-- What is being asked --
Tell how many lines in the records contain the word "managed"; the number alone is the answer.

-- Collected data --
- - - - - - -
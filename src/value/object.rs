//! Host-side objects.
//!
//! An [`Object`] is either a plain managed object or a wrapper around a native pointer.
//! Field slots use interior mutability so objects can be shared through [`ObjectRef`]s
//! while members write to them.

use std::{
    collections::HashMap,
    fmt,
    sync::{Arc, RwLock},
};

use crate::{metadata::typesystem::TypeRecordRc, runtime::NativePtr, value::Value};

/// Shared reference to an [`Object`]
pub type ObjectRef = Arc<Object>;

/// Name of the slot holding a foreign primitive's native value
pub const PRIMITIVE_VALUE_SLOT: &str = "m_value";

/// Built-in storage of native collections.
pub enum ObjectContents {
    /// Plain object
    None,
    /// Native list or array
    Sequence(RwLock<Vec<Value>>),
    /// Native ordered map
    Dictionary(RwLock<Vec<(Value, Value)>>),
}

/// A host-side object.
pub struct Object {
    ty: TypeRecordRc,
    pointer: Option<NativePtr>,
    fields: RwLock<HashMap<String, Value>>,
    contents: ObjectContents,
}

impl Object {
    /// Create a plain object of `ty`
    pub fn new(ty: TypeRecordRc) -> Self {
        Object {
            ty,
            pointer: None,
            fields: RwLock::new(HashMap::new()),
            contents: ObjectContents::None,
        }
    }

    /// Create a wrapper of `ty` around a native object
    pub fn wrapper(ty: TypeRecordRc, pointer: NativePtr) -> Self {
        Object {
            ty,
            pointer: Some(pointer),
            fields: RwLock::new(HashMap::new()),
            contents: ObjectContents::None,
        }
    }

    /// Create a native list of `ty`
    pub fn sequence(ty: TypeRecordRc, items: Vec<Value>) -> Self {
        Object {
            ty,
            pointer: None,
            fields: RwLock::new(HashMap::new()),
            contents: ObjectContents::Sequence(RwLock::new(items)),
        }
    }

    /// Create a native ordered map of `ty`
    pub fn dictionary(ty: TypeRecordRc, entries: Vec<(Value, Value)>) -> Self {
        Object {
            ty,
            pointer: None,
            fields: RwLock::new(HashMap::new()),
            contents: ObjectContents::Dictionary(RwLock::new(entries)),
        }
    }

    /// Create a foreign primitive struct of `ty` holding `value` in its `m_value` slot
    pub fn foreign_primitive(ty: TypeRecordRc, value: Value) -> Self {
        let object = Object::new(ty);
        object.set_field_value(PRIMITIVE_VALUE_SLOT, value);
        object
    }

    /// Declared type of the object
    pub fn ty(&self) -> &TypeRecordRc {
        &self.ty
    }

    /// Native pointer of a wrapper
    pub fn pointer(&self) -> Option<NativePtr> {
        self.pointer
    }

    /// Whether this object proxies a native object
    pub fn is_foreign(&self) -> bool {
        self.pointer.is_some()
    }

    /// Whether this is a foreign primitive struct
    pub fn is_foreign_primitive(&self) -> bool {
        self.ty.is_foreign() && self.ty.primitive.is_some() && !self.ty.is_enum()
    }

    /// Native value of a foreign primitive struct
    pub fn primitive_value(&self) -> Option<Value> {
        if self.is_foreign_primitive() {
            self.field_value(PRIMITIVE_VALUE_SLOT)
        } else {
            None
        }
    }

    /// Current value of a field slot
    pub fn field_value(&self, name: &str) -> Option<Value> {
        read_lock!(self.fields).get(name).cloned()
    }

    /// Overwrite a field slot
    pub fn set_field_value(&self, name: &str, value: Value) {
        write_lock!(self.fields).insert(name.to_string(), value);
    }

    /// Built-in collection storage
    pub fn contents(&self) -> &ObjectContents {
        &self.contents
    }

    /// Snapshot of a native list's items
    pub fn items(&self) -> Option<Vec<Value>> {
        match &self.contents {
            ObjectContents::Sequence(items) => Some(read_lock!(items).clone()),
            _ => None,
        }
    }

    /// Snapshot of a native map's entries
    pub fn entries(&self) -> Option<Vec<(Value, Value)>> {
        match &self.contents {
            ObjectContents::Dictionary(entries) => Some(read_lock!(entries).clone()),
            _ => None,
        }
    }

    /// Append to a native list. Returns `false` if this is not a list.
    pub fn push_item(&self, item: Value) -> bool {
        match &self.contents {
            ObjectContents::Sequence(items) => {
                write_lock!(items).push(item);
                true
            }
            _ => false,
        }
    }
}

impl fmt::Debug for Object {
    fn fmt(&self, f: &mut fmt::Formatter<'_>) -> fmt::Result {
        f.debug_struct("Object")
            .field("ty", &self.ty.fullname_str())
            .field("pointer", &self.pointer)
            .finish_non_exhaustive()
    }
}

impl fmt::Display for Object {
    fn fmt(&self, f: &mut fmt::Formatter<'_>) -> fmt::Result {
        match self.pointer {
            Some(pointer) => write!(f, "{}@{pointer}", self.ty.fullname_str()),
            None => write!(f, "{}", self.ty.fullname_str()),
        }
    }
}

#[cfg(test)]
mod tests {
    use super::*;
    use crate::metadata::typesystem::{PrimitiveKind, TypeBuilder};

    #[test]
    fn test_foreign_primitive_slot() {
        let ty = TypeBuilder::foreign_primitive(PrimitiveKind::Int64, "Il2Cpp").build();
        let object = Object::foreign_primitive(ty, Value::I64(-9));

        assert!(object.is_foreign_primitive());
        assert!(!object.is_foreign());
        assert_eq!(object.primitive_value(), Some(Value::I64(-9)));
    }

    #[test]
    fn test_native_list() {
        let ty = TypeBuilder::class("System.Collections.Generic", "List`1").build();
        let list = Object::sequence(ty.clone(), vec![Value::I32(1)]);
        assert!(list.push_item(Value::I32(2)));
        assert_eq!(list.items(), Some(vec![Value::I32(1), Value::I32(2)]));

        let plain = Object::new(ty);
        assert!(!plain.push_item(Value::Null));
        assert!(plain.items().is_none());
    }

    #[test]
    fn test_display() {
        let ty = TypeBuilder::class("A", "Thing").foreign().build();
        let object = Object::wrapper(ty, NativePtr::new(0x2A));
        assert_eq!(object.to_string(), "A.Thing@0x2A");
    }
}
//! Benchmarks for the type catalog.
//!
//! Measures the hot paths of a large, fully loaded catalog:
//! - Case-insensitive lookup by full name
//! - Implementation queries, cold and cached
//! - Incremental module loads

extern crate dotbridge;

use criterion::{criterion_group, criterion_main, BatchSize, Criterion};
use dotbridge::prelude::*;
use std::hint::black_box;

const NAMESPACES: usize = 50;
const TYPES_PER_NAMESPACE: usize = 200;

/// A catalog of 10k types; every tenth type derives from `Game.Component`.
fn loaded_catalog() -> (TypeCatalog, TypeRecordRc) {
    let catalog = TypeCatalog::new(&BridgeConfig::managed(), DiagnosticSink::silent());
    let component = TypeBuilder::class("Game", "Component").abstract_type().build();

    let mut modules = vec![ModuleInfo::new("Game", vec![component.clone()])];
    for ns in 0..NAMESPACES {
        let namespace = format!("Game.Module{ns}");
        let types = (0..TYPES_PER_NAMESPACE)
            .map(|index| {
                let builder = TypeBuilder::class(&namespace, &format!("Type{index}"));
                if index % 10 == 0 {
                    builder.extends(&component).build()
                } else {
                    builder.build()
                }
            })
            .collect();
        modules.push(ModuleInfo::new(&namespace, types));
    }
    catalog.initialize(&modules);
    (catalog, component)
}

/// Benchmark an exact-case lookup.
fn bench_lookup_exact(c: &mut Criterion) {
    let (catalog, _) = loaded_catalog();

    c.bench_function("catalog_lookup_exact", |b| {
        b.iter(|| black_box(catalog.lookup(black_box("Game.Module25.Type123"))));
    });
}

/// Benchmark a lookup whose casing differs from the registered name.
fn bench_lookup_folded(c: &mut Criterion) {
    let (catalog, _) = loaded_catalog();

    c.bench_function("catalog_lookup_folded", |b| {
        b.iter(|| black_box(catalog.lookup(black_box("GAME.MODULE25.TYPE123"))));
    });
}

/// Benchmark a miss.
fn bench_lookup_missing(c: &mut Criterion) {
    let (catalog, _) = loaded_catalog();

    c.bench_function("catalog_lookup_missing", |b| {
        b.iter(|| black_box(catalog.lookup(black_box("Game.Module25.Nope"))));
    });
}

/// Benchmark a full parallel implementation scan.
///
/// A type is inserted per iteration so the cached result is always stale.
fn bench_implementations_cold(c: &mut Criterion) {
    let (catalog, component) = loaded_catalog();
    let mut counter = 0usize;

    c.bench_function("catalog_implementations_cold", |b| {
        b.iter_batched(
            || {
                counter += 1;
                let _ = catalog.insert(TypeBuilder::class("Bench", &format!("Filler{counter}")).build());
            },
            |()| {
                black_box(catalog.get_implementations(
                    black_box(&component),
                    ImplementationFilter::default(),
                ))
            },
            BatchSize::SmallInput,
        );
    });
}

/// Benchmark a repeated implementation query served from the cache.
fn bench_implementations_cached(c: &mut Criterion) {
    let (catalog, component) = loaded_catalog();
    let _ = catalog.get_implementations(&component, ImplementationFilter::default());

    c.bench_function("catalog_implementations_cached", |b| {
        b.iter(|| {
            black_box(catalog.get_implementations(
                black_box(&component),
                ImplementationFilter::default(),
            ))
        });
    });
}

/// Benchmark indexing a freshly loaded module of 200 types.
fn bench_module_load(c: &mut Criterion) {
    c.bench_function("catalog_module_load", |b| {
        b.iter_batched(
            || {
                let catalog =
                    TypeCatalog::new(&BridgeConfig::managed(), DiagnosticSink::silent());
                let types = (0..TYPES_PER_NAMESPACE)
                    .map(|index| TypeBuilder::class("Late", &format!("Type{index}")).build())
                    .collect();
                (catalog, ModuleInfo::new("Late", types))
            },
            |(catalog, module)| black_box(catalog.on_module_loaded(&module)),
            BatchSize::SmallInput,
        );
    });
}

criterion_group!(
    benches,
    bench_lookup_exact,
    bench_lookup_folded,
    bench_lookup_missing,
    bench_implementations_cold,
    bench_implementations_cached,
    bench_module_load,
);
criterion_main!(benches);
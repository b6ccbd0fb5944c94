//! Member lookup along the base chain.

use crate::metadata::{
    catalog::TypeCatalog,
    typesystem::{FieldRc, MethodRc, PropertyRc, TypeRecordRc},
};

impl TypeCatalog {
    /// Iterates `ty` followed by its base chain, resolving lazy bases on the way.
    fn with_base_chain<R>(
        &self,
        ty: &TypeRecordRc,
        mut find: impl FnMut(&TypeRecordRc) -> Option<R>,
    ) -> Option<R> {
        let mut current = Some(ty.clone());
        let mut depth = 0;
        while let Some(candidate) = current {
            if let Some(found) = find(&candidate) {
                return Some(found);
            }
            // Guard against cyclic base declarations in malformed input
            depth += 1;
            if depth > 256 {
                return None;
            }
            current = self.base_type(&candidate);
        }
        None
    }

    /// Field named `name` on `ty` or a base, with its declaring type.
    pub fn find_field(&self, ty: &TypeRecordRc, name: &str) -> Option<(TypeRecordRc, FieldRc)> {
        self.with_base_chain(ty, |candidate| {
            candidate
                .field(name)
                .map(|field| (candidate.clone(), field))
        })
    }

    /// Property named `name` on `ty` or a base.
    pub fn find_property(&self, ty: &TypeRecordRc, name: &str) -> Option<PropertyRc> {
        self.with_base_chain(ty, |candidate| candidate.property(name))
    }

    /// Method named `name` on `ty` or a base.
    pub fn find_method(&self, ty: &TypeRecordRc, name: &str) -> Option<MethodRc> {
        self.with_base_chain(ty, |candidate| candidate.method(name))
    }
}

#[cfg(test)]
mod tests {
    use std::sync::Arc;

    use crate::{
        config::BridgeConfig,
        diagnostics::DiagnosticSink,
        metadata::{
            catalog::TypeCatalog,
            typesystem::{FieldFlags, FieldInfo, MethodInfo, TypeBuilder},
        },
        value::Value,
    };

    #[test]
    fn test_inherited_members() {
        let catalog = TypeCatalog::new(&BridgeConfig::default(), DiagnosticSink::silent());
        let int = catalog.lookup("System.Int32").unwrap();
        let base = TypeBuilder::class("A", "Base")
            .field(FieldInfo::new("id", int, FieldFlags::empty()))
            .method(MethodInfo::new("Ping", None, Arc::new(|_: &Value, _: &[Value]| Ok(Value::Null))))
            .build();
        catalog.insert(base).unwrap();
        let derived = TypeBuilder::class("A", "Derived").extends_named("A.Base").build();
        catalog.insert(derived.clone()).unwrap();

        let (declaring, field) = catalog.find_field(&derived, "id").unwrap();
        assert_eq!(declaring.fullname(), "A.Base");
        assert_eq!(field.name, "id");
        assert!(catalog.find_method(&derived, "Ping").is_some());
        assert!(catalog.find_property(&derived, "Missing").is_none());
    }
}
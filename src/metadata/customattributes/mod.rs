//! Custom attributes and the attribute-metadata reader.
//!
//! The bridge only needs one thing from attribute metadata: the original obfuscated name
//! a type was annotated with when its names were restored. [`AttributeReader`] is the
//! seam through which that is read; [`RecordAttributeReader`] reads the attributes stored
//! on the [`TypeRecord`] itself, which is what module loaders populate.
//!
//! # Examples
//!
//! ```rust
//! use dotbridge::metadata::customattributes::{
//!     AttributeReader, CustomAttribute, CustomAttributeArgument, RecordAttributeReader,
//! };
//! use dotbridge::metadata::typesystem::TypeBuilder;
//!
//! let player = TypeBuilder::class("MyGame", "PlayerController")
//!     .attribute(
//!         CustomAttribute::new("Il2CppInterop.Common.ObfuscatedNameAttribute")
//!             .with_arg(CustomAttributeArgument::String("A.b39f".into())),
//!     )
//!     .build();
//!
//! let reader = RecordAttributeReader::new("ObfuscatedNameAttribute");
//! assert_eq!(reader.obfuscated_name(&player)?.as_deref(), Some("A.b39f"));
//! # Ok::<(), dotbridge::Error>(())
//! ```

mod types;

pub use types::*;

use crate::{metadata::typesystem::TypeRecord, Result};

/// Reads the obfuscated-name annotation of a type.
pub trait AttributeReader: Send + Sync {
    /// Original obfuscated name of `ty`, if it carries one.
    ///
    /// # Errors
    /// Implementations backed by a foreign metadata API may fail; the bridge logs the
    /// failure and treats the type as unannotated.
    fn obfuscated_name(&self, ty: &TypeRecord) -> Result<Option<String>>;
}

/// Reads annotations from the attributes stored on the record.
pub struct RecordAttributeReader {
    attribute_name: String,
}

impl RecordAttributeReader {
    /// Create a reader matching attributes by simple type name
    pub fn new(attribute_name: &str) -> Self {
        RecordAttributeReader {
            attribute_name: attribute_name.to_string(),
        }
    }
}

impl AttributeReader for RecordAttributeReader {
    fn obfuscated_name(&self, ty: &TypeRecord) -> Result<Option<String>> {
        for (_, attribute) in ty.custom_attributes.iter() {
            if attribute.simple_name() != self.attribute_name {
                continue;
            }

            if let Some(name) = attribute.first_string_arg() {
                return Ok(Some(name.to_string()));
            }
            if let Some(CustomAttributeArgument::String(name)) =
                attribute.named_arg("ObfuscatedName")
            {
                return Ok(Some(name.clone()));
            }
        }

        Ok(None)
    }
}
- - - - - - -
-- Output --
3